(Stored items)
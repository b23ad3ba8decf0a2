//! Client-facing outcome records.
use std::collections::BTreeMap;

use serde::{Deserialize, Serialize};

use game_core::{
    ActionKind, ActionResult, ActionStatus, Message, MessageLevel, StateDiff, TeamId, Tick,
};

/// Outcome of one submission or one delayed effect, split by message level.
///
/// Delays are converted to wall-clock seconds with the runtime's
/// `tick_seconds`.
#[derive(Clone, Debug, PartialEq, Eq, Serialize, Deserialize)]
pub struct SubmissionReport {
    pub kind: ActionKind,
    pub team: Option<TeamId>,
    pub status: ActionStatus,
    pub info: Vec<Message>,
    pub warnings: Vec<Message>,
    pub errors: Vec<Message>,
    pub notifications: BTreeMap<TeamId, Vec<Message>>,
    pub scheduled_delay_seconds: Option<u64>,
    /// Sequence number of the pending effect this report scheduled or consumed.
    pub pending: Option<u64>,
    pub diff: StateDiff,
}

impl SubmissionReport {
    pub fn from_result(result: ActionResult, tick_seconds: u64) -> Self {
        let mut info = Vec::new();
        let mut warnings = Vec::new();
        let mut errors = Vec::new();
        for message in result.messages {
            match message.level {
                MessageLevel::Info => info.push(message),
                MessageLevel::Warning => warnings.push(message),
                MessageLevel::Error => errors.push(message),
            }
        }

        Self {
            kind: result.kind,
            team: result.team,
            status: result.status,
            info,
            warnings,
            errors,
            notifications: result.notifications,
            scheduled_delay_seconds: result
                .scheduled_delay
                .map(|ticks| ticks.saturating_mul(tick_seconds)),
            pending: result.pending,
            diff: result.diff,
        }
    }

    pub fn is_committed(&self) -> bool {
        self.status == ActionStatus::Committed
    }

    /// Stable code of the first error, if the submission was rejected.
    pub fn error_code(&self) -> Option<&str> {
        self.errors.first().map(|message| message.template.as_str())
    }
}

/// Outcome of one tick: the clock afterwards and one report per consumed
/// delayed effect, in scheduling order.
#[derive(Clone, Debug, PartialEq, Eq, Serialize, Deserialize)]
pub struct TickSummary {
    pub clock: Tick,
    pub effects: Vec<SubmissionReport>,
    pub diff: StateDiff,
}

...

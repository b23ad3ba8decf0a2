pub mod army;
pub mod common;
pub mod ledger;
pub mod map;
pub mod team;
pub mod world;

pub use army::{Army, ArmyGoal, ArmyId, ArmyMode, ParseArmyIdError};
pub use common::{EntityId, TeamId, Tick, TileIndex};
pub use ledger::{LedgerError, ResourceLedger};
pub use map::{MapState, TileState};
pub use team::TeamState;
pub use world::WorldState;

● Directions:
Could you work out how many lines above contain the string "warnings"? Answer with the number only.

● Reply:
4